Count the lines in the records that hold the string "http". Only the number should be given.

[[ Record extracts, beginning ]]

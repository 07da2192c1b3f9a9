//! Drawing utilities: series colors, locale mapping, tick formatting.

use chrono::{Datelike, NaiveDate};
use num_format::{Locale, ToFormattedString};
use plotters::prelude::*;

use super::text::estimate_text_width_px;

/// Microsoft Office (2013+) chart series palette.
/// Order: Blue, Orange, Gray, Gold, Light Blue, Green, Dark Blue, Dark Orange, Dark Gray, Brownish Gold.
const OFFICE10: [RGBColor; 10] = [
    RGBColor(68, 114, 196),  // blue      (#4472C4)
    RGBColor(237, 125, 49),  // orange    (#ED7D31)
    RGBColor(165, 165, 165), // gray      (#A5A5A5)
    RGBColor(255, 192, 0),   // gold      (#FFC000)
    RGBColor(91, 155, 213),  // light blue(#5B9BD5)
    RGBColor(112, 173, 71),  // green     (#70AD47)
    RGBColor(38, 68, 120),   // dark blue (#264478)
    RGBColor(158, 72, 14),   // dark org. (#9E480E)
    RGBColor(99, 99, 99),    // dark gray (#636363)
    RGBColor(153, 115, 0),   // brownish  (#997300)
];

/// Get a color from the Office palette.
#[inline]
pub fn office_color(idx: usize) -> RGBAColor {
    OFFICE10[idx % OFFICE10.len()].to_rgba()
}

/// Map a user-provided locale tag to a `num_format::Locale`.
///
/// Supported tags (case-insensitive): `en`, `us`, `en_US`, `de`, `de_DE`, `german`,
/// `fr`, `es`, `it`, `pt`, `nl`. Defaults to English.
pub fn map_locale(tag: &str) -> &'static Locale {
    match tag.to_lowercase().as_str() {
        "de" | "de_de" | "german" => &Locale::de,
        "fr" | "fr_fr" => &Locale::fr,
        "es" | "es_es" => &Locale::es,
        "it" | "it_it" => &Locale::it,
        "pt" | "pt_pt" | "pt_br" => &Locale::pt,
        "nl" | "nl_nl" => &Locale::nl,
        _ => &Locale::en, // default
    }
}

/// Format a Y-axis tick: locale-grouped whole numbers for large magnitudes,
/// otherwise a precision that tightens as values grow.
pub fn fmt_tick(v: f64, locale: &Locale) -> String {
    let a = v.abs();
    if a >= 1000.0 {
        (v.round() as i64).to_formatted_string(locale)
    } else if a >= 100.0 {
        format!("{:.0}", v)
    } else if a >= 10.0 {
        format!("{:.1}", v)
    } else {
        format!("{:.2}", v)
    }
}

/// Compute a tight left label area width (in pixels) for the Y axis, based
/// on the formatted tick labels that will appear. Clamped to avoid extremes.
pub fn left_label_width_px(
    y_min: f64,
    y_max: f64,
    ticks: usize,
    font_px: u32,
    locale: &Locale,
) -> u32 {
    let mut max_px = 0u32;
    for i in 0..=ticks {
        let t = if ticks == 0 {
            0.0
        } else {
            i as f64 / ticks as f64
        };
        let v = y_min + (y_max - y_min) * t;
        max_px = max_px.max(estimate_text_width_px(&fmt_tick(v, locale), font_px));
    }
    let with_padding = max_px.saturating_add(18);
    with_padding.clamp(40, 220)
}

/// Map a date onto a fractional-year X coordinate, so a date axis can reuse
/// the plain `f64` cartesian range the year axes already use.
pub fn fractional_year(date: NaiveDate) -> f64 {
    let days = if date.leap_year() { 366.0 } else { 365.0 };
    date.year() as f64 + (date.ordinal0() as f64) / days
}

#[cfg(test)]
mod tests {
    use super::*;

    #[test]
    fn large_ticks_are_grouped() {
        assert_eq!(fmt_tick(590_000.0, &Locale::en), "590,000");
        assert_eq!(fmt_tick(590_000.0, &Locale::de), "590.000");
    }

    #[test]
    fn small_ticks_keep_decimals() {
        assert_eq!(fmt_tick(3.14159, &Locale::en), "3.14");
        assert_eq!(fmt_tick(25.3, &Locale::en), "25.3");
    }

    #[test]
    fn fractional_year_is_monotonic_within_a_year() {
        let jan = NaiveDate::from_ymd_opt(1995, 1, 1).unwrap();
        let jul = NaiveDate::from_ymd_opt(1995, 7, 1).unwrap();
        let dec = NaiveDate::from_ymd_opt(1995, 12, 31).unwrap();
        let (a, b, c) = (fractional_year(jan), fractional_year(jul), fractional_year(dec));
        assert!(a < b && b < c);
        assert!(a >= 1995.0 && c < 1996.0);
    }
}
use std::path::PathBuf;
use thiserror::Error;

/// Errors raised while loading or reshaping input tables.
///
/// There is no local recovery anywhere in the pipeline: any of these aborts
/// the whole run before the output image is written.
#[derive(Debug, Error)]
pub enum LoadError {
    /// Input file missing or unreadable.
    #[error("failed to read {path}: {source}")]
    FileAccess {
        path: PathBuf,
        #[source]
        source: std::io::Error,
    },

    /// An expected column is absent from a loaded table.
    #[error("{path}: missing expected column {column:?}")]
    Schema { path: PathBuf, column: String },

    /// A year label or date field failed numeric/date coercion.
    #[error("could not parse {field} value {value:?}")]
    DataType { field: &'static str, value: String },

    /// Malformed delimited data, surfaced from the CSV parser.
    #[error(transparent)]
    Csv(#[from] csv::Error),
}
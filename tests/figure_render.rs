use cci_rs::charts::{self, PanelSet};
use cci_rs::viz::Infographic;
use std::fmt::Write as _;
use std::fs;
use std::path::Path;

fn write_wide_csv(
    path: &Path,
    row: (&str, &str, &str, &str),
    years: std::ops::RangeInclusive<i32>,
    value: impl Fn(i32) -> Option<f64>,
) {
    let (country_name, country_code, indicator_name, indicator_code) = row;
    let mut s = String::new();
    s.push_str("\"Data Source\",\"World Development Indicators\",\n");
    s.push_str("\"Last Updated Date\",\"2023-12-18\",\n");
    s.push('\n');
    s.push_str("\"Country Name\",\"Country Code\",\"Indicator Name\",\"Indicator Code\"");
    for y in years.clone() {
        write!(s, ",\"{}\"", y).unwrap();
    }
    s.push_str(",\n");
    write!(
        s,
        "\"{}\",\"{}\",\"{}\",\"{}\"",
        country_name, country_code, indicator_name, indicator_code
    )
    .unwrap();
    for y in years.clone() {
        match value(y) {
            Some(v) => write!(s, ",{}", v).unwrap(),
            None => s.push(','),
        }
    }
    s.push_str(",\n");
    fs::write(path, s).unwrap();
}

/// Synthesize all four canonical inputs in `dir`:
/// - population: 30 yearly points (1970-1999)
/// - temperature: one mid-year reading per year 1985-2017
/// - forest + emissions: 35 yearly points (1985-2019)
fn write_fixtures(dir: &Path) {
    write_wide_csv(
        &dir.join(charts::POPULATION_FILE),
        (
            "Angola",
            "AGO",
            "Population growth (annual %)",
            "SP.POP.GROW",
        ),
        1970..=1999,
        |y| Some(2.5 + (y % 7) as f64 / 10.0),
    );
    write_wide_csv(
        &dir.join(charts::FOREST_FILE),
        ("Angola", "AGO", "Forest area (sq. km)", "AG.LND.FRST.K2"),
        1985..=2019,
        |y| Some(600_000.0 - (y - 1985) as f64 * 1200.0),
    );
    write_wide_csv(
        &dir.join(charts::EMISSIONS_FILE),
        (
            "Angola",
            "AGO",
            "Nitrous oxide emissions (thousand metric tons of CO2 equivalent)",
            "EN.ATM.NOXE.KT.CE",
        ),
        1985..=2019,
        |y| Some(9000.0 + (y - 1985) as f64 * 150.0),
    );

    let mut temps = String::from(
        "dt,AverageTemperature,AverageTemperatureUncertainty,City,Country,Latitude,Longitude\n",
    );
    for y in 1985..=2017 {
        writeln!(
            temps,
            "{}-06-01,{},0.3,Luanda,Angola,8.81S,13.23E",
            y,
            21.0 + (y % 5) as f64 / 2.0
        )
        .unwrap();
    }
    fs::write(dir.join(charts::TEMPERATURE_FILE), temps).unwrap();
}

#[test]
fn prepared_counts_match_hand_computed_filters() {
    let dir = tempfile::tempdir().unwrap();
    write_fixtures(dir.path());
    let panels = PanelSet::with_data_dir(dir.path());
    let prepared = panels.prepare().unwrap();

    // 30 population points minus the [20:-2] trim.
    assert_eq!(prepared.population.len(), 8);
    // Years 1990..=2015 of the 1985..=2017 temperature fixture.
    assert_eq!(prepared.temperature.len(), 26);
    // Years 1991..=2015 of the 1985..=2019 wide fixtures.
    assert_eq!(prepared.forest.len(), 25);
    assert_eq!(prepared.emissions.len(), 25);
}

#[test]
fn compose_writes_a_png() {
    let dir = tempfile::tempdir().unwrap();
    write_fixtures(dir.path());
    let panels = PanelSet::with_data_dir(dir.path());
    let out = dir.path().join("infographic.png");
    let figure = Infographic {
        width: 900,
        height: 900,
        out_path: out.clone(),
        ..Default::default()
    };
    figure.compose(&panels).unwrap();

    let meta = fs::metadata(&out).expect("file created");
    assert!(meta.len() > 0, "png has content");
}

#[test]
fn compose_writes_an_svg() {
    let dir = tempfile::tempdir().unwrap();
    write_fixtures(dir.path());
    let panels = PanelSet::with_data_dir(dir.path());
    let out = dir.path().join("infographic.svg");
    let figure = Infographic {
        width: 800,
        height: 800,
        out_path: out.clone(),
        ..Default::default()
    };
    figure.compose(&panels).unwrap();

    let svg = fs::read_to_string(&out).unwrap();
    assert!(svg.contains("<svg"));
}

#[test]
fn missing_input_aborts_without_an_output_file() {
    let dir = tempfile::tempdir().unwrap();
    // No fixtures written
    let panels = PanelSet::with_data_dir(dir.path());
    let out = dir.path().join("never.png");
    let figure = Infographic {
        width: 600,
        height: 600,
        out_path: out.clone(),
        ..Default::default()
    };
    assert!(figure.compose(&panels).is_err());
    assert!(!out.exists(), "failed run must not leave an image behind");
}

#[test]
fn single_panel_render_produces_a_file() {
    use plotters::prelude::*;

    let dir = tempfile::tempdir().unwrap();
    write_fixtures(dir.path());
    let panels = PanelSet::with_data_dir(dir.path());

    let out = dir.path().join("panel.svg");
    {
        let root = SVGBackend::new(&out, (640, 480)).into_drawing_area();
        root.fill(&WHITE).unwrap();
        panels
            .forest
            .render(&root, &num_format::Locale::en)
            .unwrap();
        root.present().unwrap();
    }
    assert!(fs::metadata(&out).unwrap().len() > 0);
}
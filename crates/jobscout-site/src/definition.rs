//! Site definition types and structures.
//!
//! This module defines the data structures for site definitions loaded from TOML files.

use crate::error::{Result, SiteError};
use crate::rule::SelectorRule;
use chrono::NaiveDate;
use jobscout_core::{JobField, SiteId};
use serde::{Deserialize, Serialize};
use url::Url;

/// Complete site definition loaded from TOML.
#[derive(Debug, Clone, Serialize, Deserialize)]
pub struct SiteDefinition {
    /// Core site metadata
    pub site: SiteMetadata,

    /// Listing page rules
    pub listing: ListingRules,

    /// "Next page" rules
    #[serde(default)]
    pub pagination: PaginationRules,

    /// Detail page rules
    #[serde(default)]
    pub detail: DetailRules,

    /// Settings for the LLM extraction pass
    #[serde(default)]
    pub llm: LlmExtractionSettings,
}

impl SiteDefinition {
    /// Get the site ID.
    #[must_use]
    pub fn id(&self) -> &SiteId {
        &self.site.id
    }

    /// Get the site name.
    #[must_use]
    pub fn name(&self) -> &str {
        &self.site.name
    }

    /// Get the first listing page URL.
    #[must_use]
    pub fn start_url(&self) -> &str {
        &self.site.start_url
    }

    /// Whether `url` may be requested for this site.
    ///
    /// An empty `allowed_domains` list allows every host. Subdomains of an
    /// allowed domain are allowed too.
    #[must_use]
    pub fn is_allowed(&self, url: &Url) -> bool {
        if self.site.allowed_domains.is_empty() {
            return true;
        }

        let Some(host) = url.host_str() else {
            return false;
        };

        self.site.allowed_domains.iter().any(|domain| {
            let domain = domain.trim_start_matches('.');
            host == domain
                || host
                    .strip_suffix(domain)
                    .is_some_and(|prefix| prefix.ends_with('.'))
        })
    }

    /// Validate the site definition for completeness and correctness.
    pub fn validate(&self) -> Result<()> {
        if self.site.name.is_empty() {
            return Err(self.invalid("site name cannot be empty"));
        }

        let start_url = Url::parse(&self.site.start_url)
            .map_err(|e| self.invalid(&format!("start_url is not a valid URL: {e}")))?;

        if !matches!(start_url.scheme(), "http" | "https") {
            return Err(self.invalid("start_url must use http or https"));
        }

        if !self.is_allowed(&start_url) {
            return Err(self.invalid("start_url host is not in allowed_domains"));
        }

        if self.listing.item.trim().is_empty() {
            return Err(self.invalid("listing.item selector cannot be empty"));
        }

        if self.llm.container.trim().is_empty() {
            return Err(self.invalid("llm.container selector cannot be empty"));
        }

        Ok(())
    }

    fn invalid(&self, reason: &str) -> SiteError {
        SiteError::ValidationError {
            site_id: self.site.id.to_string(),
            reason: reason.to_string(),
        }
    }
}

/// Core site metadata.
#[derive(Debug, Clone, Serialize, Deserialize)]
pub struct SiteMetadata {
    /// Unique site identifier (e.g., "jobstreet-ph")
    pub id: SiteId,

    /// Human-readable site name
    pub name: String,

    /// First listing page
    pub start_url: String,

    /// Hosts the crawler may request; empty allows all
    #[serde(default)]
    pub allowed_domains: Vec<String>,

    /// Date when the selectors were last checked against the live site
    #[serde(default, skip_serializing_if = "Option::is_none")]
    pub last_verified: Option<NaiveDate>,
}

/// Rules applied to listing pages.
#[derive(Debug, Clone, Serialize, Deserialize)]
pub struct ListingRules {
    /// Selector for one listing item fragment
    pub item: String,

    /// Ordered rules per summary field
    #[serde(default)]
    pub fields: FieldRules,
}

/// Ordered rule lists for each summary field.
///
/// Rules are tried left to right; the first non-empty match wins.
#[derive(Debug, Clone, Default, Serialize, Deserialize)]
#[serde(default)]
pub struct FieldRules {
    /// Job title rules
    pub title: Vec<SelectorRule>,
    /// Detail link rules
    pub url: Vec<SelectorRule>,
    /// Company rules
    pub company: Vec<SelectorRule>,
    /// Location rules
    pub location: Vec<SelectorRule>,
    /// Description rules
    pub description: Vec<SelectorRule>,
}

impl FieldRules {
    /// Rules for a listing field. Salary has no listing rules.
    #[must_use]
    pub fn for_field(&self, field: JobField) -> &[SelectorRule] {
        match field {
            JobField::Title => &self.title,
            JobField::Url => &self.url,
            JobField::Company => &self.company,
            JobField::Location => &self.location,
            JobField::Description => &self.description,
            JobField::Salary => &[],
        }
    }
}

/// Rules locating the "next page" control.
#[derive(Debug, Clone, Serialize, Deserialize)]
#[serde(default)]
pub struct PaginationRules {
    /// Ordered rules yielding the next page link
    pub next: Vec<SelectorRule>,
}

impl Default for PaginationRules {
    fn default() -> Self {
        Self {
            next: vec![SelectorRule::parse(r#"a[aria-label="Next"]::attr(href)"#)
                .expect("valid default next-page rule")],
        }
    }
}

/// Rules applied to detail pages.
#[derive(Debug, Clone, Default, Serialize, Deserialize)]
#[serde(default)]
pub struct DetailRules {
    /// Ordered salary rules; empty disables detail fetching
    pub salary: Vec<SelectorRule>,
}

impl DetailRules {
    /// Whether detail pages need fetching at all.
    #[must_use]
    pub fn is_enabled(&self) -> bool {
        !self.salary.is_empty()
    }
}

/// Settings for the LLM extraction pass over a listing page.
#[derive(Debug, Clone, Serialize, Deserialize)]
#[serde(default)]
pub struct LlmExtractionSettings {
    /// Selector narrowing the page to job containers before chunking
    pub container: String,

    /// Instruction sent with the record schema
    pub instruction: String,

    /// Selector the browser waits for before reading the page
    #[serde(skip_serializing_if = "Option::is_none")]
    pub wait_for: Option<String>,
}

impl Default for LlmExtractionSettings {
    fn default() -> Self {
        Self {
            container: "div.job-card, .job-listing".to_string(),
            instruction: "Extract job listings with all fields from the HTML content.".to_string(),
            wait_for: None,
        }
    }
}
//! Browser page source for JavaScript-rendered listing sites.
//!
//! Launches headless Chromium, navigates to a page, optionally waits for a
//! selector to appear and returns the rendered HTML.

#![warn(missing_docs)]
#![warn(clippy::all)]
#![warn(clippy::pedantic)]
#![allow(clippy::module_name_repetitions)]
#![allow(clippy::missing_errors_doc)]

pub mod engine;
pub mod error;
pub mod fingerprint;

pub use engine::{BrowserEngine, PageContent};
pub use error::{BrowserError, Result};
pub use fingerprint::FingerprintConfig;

[[ Record extracts, end ]]

Response: 2